[Stored data]
····················
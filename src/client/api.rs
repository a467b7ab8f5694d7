//! API client
//!
//! Wraps a [`Transport`] with the session rules every call shares: attach the
//! bearer token unless the path is auth-exempt, route 401s through the
//! [`AuthGate`] and replay once, and turn login 401s into credential errors.

use crate::client::auth::{AuthError, AuthGate, AuthTokens, SessionEvent};
use crate::client::config::Config;
use crate::client::transport::{
    ApiRequest, ApiResponse, Method, RequestBody, Transport, TransportError, UploadRequest,
};
use crate::shared::form::FilePart;
use std::sync::Arc;
use thiserror::Error;

/// API call errors
#[derive(Debug, Error)]
pub enum ApiError {
    #[error(transparent)]
    Transport(#[from] TransportError),

    #[error(transparent)]
    Auth(#[from] AuthError),
}

impl ApiError {
    /// The session is gone; nothing further will succeed until login
    pub fn is_session_expired(&self) -> bool {
        matches!(self, ApiError::Auth(AuthError::SessionExpired))
    }
}

/// What to send, independent of the token it goes out with
#[derive(Debug, Clone)]
enum Outgoing {
    Request { method: Method, body: RequestBody },
    Upload { files: Vec<FilePart>, form: Vec<(String, String)> },
}

/// Session-aware API client
pub struct ApiClient {
    config: Config,
    transport: Arc<dyn Transport>,
    gate: Arc<AuthGate>,
}

impl ApiClient {
    pub fn new(config: Config, transport: Arc<dyn Transport>, gate: Arc<AuthGate>) -> Self {
        Self {
            config,
            transport,
            gate,
        }
    }

    pub fn config(&self) -> &Config {
        &self.config
    }

    pub fn gate(&self) -> &Arc<AuthGate> {
        &self.gate
    }

    /// Plain request with any body encoding
    pub async fn request(
        &self,
        path: &str,
        method: Method,
        body: RequestBody,
    ) -> Result<ApiResponse, ApiError> {
        self.execute(path, Outgoing::Request { method, body }).await
    }

    /// `application/x-www-form-urlencoded` request
    pub async fn submit_form(
        &self,
        path: &str,
        method: Method,
        pairs: Vec<(String, String)>,
    ) -> Result<ApiResponse, ApiError> {
        self.request(path, method, RequestBody::Form(pairs)).await
    }

    /// Multipart upload of `files` with `form` as accompanying fields
    pub async fn upload(
        &self,
        path: &str,
        files: Vec<FilePart>,
        form: Vec<(String, String)>,
    ) -> Result<ApiResponse, ApiError> {
        self.execute(path, Outgoing::Upload { files, form }).await
    }

    /// Log in and persist the issued tokens
    pub async fn login(&self, account_number: &str, password: &str) -> Result<AuthTokens, ApiError> {
        let pairs = vec![
            ("accountNumber".to_string(), account_number.to_string()),
            ("password".to_string(), password.to_string()),
        ];
        let path = self.config.login_path().to_string();
        let response = self.submit_form(&path, Method::Post, pairs).await?;
        if !response.is_success() {
            return Err(AuthError::UnexpectedResponse(format!(
                "status {}: {}",
                response.status,
                response.body_text()
            ))
            .into());
        }

        let mut tokens: AuthTokens = serde_json::from_value(response.body)
            .map_err(|e| AuthError::UnexpectedResponse(e.to_string()))?;
        tokens.account_number = Some(account_number.to_string());
        self.gate.tokens().save(tokens.clone()).await?;

        tracing::info!("[AUTH] logged in as {}", account_number);
        self.gate.notify(SessionEvent::LoggedIn {
            account_number: tokens.account_number.clone(),
        });
        Ok(tokens)
    }

    pub async fn logout(&self) {
        self.gate.logout().await;
    }

    async fn execute(&self, path: &str, outgoing: Outgoing) -> Result<ApiResponse, ApiError> {
        let url = self.config.api_url(path);

        if self.config.is_auth_exempt(path) {
            let response = self.send(&url, &outgoing, None).await?;
            if response.status == 401 && self.config.is_login_path(path) {
                let error = AuthError::from_login_rejection(&response.body_text());
                tracing::warn!("[AUTH] login rejected: {}", error);
                return Err(error.into());
            }
            return Ok(self.inspect(&url, response));
        }

        let token = self.gate.tokens().access_token();
        let response = self.send(&url, &outgoing, token.clone()).await?;
        if response.status != 401 {
            return Ok(self.inspect(&url, response));
        }

        tracing::debug!("[AUTH] 401 from {}", url);
        let fresh = self.gate.token_after_unauthorized(token.as_deref()).await?;
        let replay = self.send(&url, &outgoing, Some(fresh)).await?;
        if replay.status == 401 {
            tracing::warn!("[AUTH] replay of {} rejected again", url);
            return Err(AuthError::SessionExpired.into());
        }
        Ok(self.inspect(&url, replay))
    }

    async fn send(
        &self,
        url: &str,
        outgoing: &Outgoing,
        bearer: Option<String>,
    ) -> Result<ApiResponse, TransportError> {
        match outgoing.clone() {
            Outgoing::Request { method, body } => {
                self.transport
                    .request(ApiRequest {
                        url: url.to_string(),
                        method,
                        body,
                        bearer,
                    })
                    .await
            }
            Outgoing::Upload { files, form } => {
                self.transport
                    .upload(UploadRequest {
                        url: url.to_string(),
                        files,
                        form,
                        bearer,
                    })
                    .await
            }
        }
    }

    fn inspect(&self, url: &str, response: ApiResponse) -> ApiResponse {
        if response.status == 500 {
            tracing::warn!("[SYNC] server error from {}: {}", url, response.body_text());
        }
        response
    }
}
····················
* [The problem]: Repeat all of the records above exactly as written.

* [Output for this exercise]:
filename src/client/api.rs
repository a467b7ab8f5694d7
//! API client
//!
//! Wraps a [`Transport`] with the session rules every call shares: attach the
//! bearer token unless the path is auth-exempt, route 401s through the
//! [`AuthGate`] and replay once, and turn login 401s into credential errors.

use crate::client::auth::{AuthError, AuthGate, AuthTokens, SessionEvent};
use crate::client::config::Config;
use crate::client::transport::{
    ApiRequest, ApiResponse, Method, RequestBody, Transport, TransportError, UploadRequest,
};
use crate::shared::form::FilePart;
use std::sync::Arc;
use thiserror::Error;

/// API call errors
#[derive(Debug, Error)]
pub enum ApiError {
    #[error(transparent)]
    Transport(#[from] TransportError),

    #[error(transparent)]
    Auth(#[from] AuthError),
}

impl ApiError {
    /// The session is gone; nothing further will succeed until login
    pub fn is_session_expired(&self) -> bool {
        matches!(self, ApiError::Auth(AuthError::SessionExpired))
    }
}

/// What to send, independent of the token it goes out with
#[derive(Debug, Clone)]
enum Outgoing {
    Request { method: Method, body: RequestBody },
    Upload { files: Vec<FilePart>, form: Vec<(String, String)> },
}

/// Session-aware API client
pub struct ApiClient {
    config: Config,
    transport: Arc<dyn Transport>,
    gate: Arc<AuthGate>,
}

impl ApiClient {
    pub fn new(config: Config, transport: Arc<dyn Transport>, gate: Arc<AuthGate>) -> Self {
        Self {
            config,
            transport,
            gate,
        }
    }

    pub fn config(&self) -> &Config {
        &self.config
    }

    pub fn gate(&self) -> &Arc<AuthGate> {
        &self.gate
    }

    /// Plain request with any body encoding
    pub async fn request(
        &self,
        path: &str,
        method: Method,
        body: RequestBody,
    ) -> Result<ApiResponse, ApiError> {
        self.execute(path, Outgoing::Request { method, body }).await
    }

    /// `application/x-www-form-urlencoded` request
    pub async fn submit_form(
        &self,
        path: &str,
        method: Method,
        pairs: Vec<(String, String)>,
    ) -> Result<ApiResponse, ApiError> {
        self.request(path, method, RequestBody::Form(pairs)).await
    }

    /// Multipart upload of `files` with `form` as accompanying fields
    pub async fn upload(
        &self,
        path: &str,
        files: Vec<FilePart>,
        form: Vec<(String, String)>,
    ) -> Result<ApiResponse, ApiError> {
        self.execute(path, Outgoing::Upload { files, form }).await
    }

    /// Log in and persist the issued tokens
    pub async fn login(&self, account_number: &str, password: &str) -> Result<AuthTokens, ApiError> {
        let pairs = vec![
            ("accountNumber".to_string(), account_number.to_string()),
            ("password".to_string(), password.to_string()),
        ];
        let path = self.config.login_path().to_string();
        let response = self.submit_form(&path, Method::Post, pairs).await?;
        if !response.is_success() {
            return Err(AuthError::UnexpectedResponse(format!(
                "status {}: {}",
                response.status,
                response.body_text()
            ))
            .into());
        }

        let mut tokens: AuthTokens = serde_json::from_value(response.body)
            .map_err(|e| AuthError::UnexpectedResponse(e.to_string()))?;
        tokens.account_number = Some(account_number.to_string());
        self.gate.tokens().save(tokens.clone()).await?;

        tracing::info!("[AUTH] logged in as {}", account_number);
        self.gate.notify(SessionEvent::LoggedIn {
            account_number: tokens.account_number.clone(),
        });
        Ok(tokens)
    }

    pub async fn logout(&self) {
        self.gate.logout().await;
    }

    async fn execute(&self, path: &str, outgoing: Outgoing) -> Result<ApiResponse, ApiError> {
        let url = self.config.api_url(path);

        if self.config.is_auth_exempt(path) {
            let response = self.send(&url, &outgoing, None).await?;
            if response.status == 401 && self.config.is_login_path(path) {
                let error = AuthError::from_login_rejection(&response.body_text());
                tracing::warn!("[AUTH] login rejected: {}", error);
                return Err(error.into());
            }
            return Ok(self.inspect(&url, response));
        }

        let token = self.gate.tokens().access_token();
        let response = self.send(&url, &outgoing, token.clone()).await?;
        if response.status != 401 {
            return Ok(self.inspect(&url, response));
        }

        tracing::debug!("[AUTH] 401 from {}", url);
        let fresh = self.gate.token_after_unauthorized(token.as_deref()).await?;
        let replay = self.send(&url, &outgoing, Some(fresh)).await?;
        if replay.status == 401 {
            tracing::warn!("[AUTH] replay of {} rejected again", url);
            return Err(AuthError::SessionExpired.into());
        }
        Ok(self.inspect(&url, replay))
    }

    async fn send(
        &self,
        url: &str,
        outgoing: &Outgoing,
        bearer: Option<String>,
    ) -> Result<ApiResponse, TransportError> {
        match outgoing.clone() {
            Outgoing::Request { method, body } => {
                self.transport
                    .request(ApiRequest {
                        url: url.to_string(),
                        method,
                        body,
                        bearer,
                    })
                    .await
            }
            Outgoing::Upload { files, form } => {
                self.transport
                    .upload(UploadRequest {
                        url: url.to_string(),
                        files,
                        form,
                        bearer,
                    })
                    .await
            }
        }
    }

    fn inspect(&self, url: &str, response: ApiResponse) -> ApiResponse {
        if response.status == 500 {
            tracing::warn!("[SYNC] server error from {}: {}", url, response.body_text());
        }
        response
    }
}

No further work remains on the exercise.